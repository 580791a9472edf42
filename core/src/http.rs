//! HTTP request types described as plain data.
//!
//! # Design
//! `build_request` produces an `HttpRequest` without touching the network;
//! the transport layer then turns it into a real call. Keeping the outbound
//! request as data makes the body/header/query rules testable on their own.
//!
//! Header names keep the spelling they were set with, but lookups and
//! replacements are case-insensitive, so an explicit `Content-Type` replaces
//! the derived `content-type` instead of sending both.

use std::fmt;

/// HTTP method for a request.
#[derive(Debug, Clone, Copy, PartialEq, Eq, Hash)]
pub enum HttpMethod {
    Get,
    Post,
    Put,
    Delete,
    Patch,
    Options,
}

impl HttpMethod {
    pub const ALL: [HttpMethod; 6] = [
        HttpMethod::Get,
        HttpMethod::Post,
        HttpMethod::Put,
        HttpMethod::Delete,
        HttpMethod::Patch,
        HttpMethod::Options,
    ];

    pub fn as_str(&self) -> &'static str {
        match self {
            HttpMethod::Get => "GET",
            HttpMethod::Post => "POST",
            HttpMethod::Put => "PUT",
            HttpMethod::Delete => "DELETE",
            HttpMethod::Patch => "PATCH",
            HttpMethod::Options => "OPTIONS",
        }
    }

    /// Whether a configured body is attached for this method. Only GET drops it.
    pub fn carries_body(&self) -> bool {
        !matches!(self, HttpMethod::Get)
    }
}

impl fmt::Display for HttpMethod {
    fn fmt(&self, f: &mut fmt::Formatter<'_>) -> fmt::Result {
        f.write_str(self.as_str())
    }
}

/// A fully-formed outbound request.
#[derive(Debug, Clone, PartialEq, Eq)]
pub struct HttpRequest {
    pub method: HttpMethod,
    /// Absolute URL with configured query parameters already merged in.
    pub url: String,
    pub headers: Vec<(String, String)>,
    pub body: Option<Vec<u8>>,
}

impl HttpRequest {
    /// Set a header, replacing any existing value with the same name.
    pub fn set_header(&mut self, name: &str, value: &str) {
        match self
            .headers
            .iter_mut()
            .find(|(existing, _)| existing.eq_ignore_ascii_case(name))
        {
            Some(slot) => slot.1 = value.to_string(),
            None => self.headers.push((name.to_string(), value.to_string())),
        }
    }

    pub fn header(&self, name: &str) -> Option<&str> {
        self.headers
            .iter()
            .find(|(existing, _)| existing.eq_ignore_ascii_case(name))
            .map(|(_, value)| value.as_str())
    }
}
____________________
> **Assignment**:
Each entry is to be retyped precisely as it stands.

> **Solution for this exercise**:
repository 580791a9472edf42
filename core/src/http.rs
//! HTTP request types described as plain data.
//!
//! # Design
//! `build_request` produces an `HttpRequest` without touching the network;
//! the transport layer then turns it into a real call. Keeping the outbound
//! request as data makes the body/header/query rules testable on their own.
//!
//! Header names keep the spelling they were set with, but lookups and
//! replacements are case-insensitive, so an explicit `Content-Type` replaces
//! the derived `content-type` instead of sending both.

use std::fmt;

/// HTTP method for a request.
#[derive(Debug, Clone, Copy, PartialEq, Eq, Hash)]
pub enum HttpMethod {
    Get,
    Post,
    Put,
    Delete,
    Patch,
    Options,
}

impl HttpMethod {
    pub const ALL: [HttpMethod; 6] = [
        HttpMethod::Get,
        HttpMethod::Post,
        HttpMethod::Put,
        HttpMethod::Delete,
        HttpMethod::Patch,
        HttpMethod::Options,
    ];

    pub fn as_str(&self) -> &'static str {
        match self {
            HttpMethod::Get => "GET",
            HttpMethod::Post => "POST",
            HttpMethod::Put => "PUT",
            HttpMethod::Delete => "DELETE",
            HttpMethod::Patch => "PATCH",
            HttpMethod::Options => "OPTIONS",
        }
    }

    /// Whether a configured body is attached for this method. Only GET drops it.
    pub fn carries_body(&self) -> bool {
        !matches!(self, HttpMethod::Get)
    }
}

impl fmt::Display for HttpMethod {
    fn fmt(&self, f: &mut fmt::Formatter<'_>) -> fmt::Result {
        f.write_str(self.as_str())
    }
}

/// A fully-formed outbound request.
#[derive(Debug, Clone, PartialEq, Eq)]
pub struct HttpRequest {
    pub method: HttpMethod,
    /// Absolute URL with configured query parameters already merged in.
    pub url: String,
    pub headers: Vec<(String, String)>,
    pub body: Option<Vec<u8>>,
}

impl HttpRequest {
    /// Set a header, replacing any existing value with the same name.
    pub fn set_header(&mut self, name: &str, value: &str) {
        match self
            .headers
            .iter_mut()
            .find(|(existing, _)| existing.eq_ignore_ascii_case(name))
        {
            Some(slot) => slot.1 = value.to_string(),
            None => self.headers.push((name.to_string(), value.to_string())),
        }
    }

    pub fn header(&self, name: &str) -> Option<&str> {
        self.headers
            .iter()
            .find(|(existing, _)| existing.eq_ignore_ascii_case(name))
            .map(|(_, value)| value.as_str())
    }
}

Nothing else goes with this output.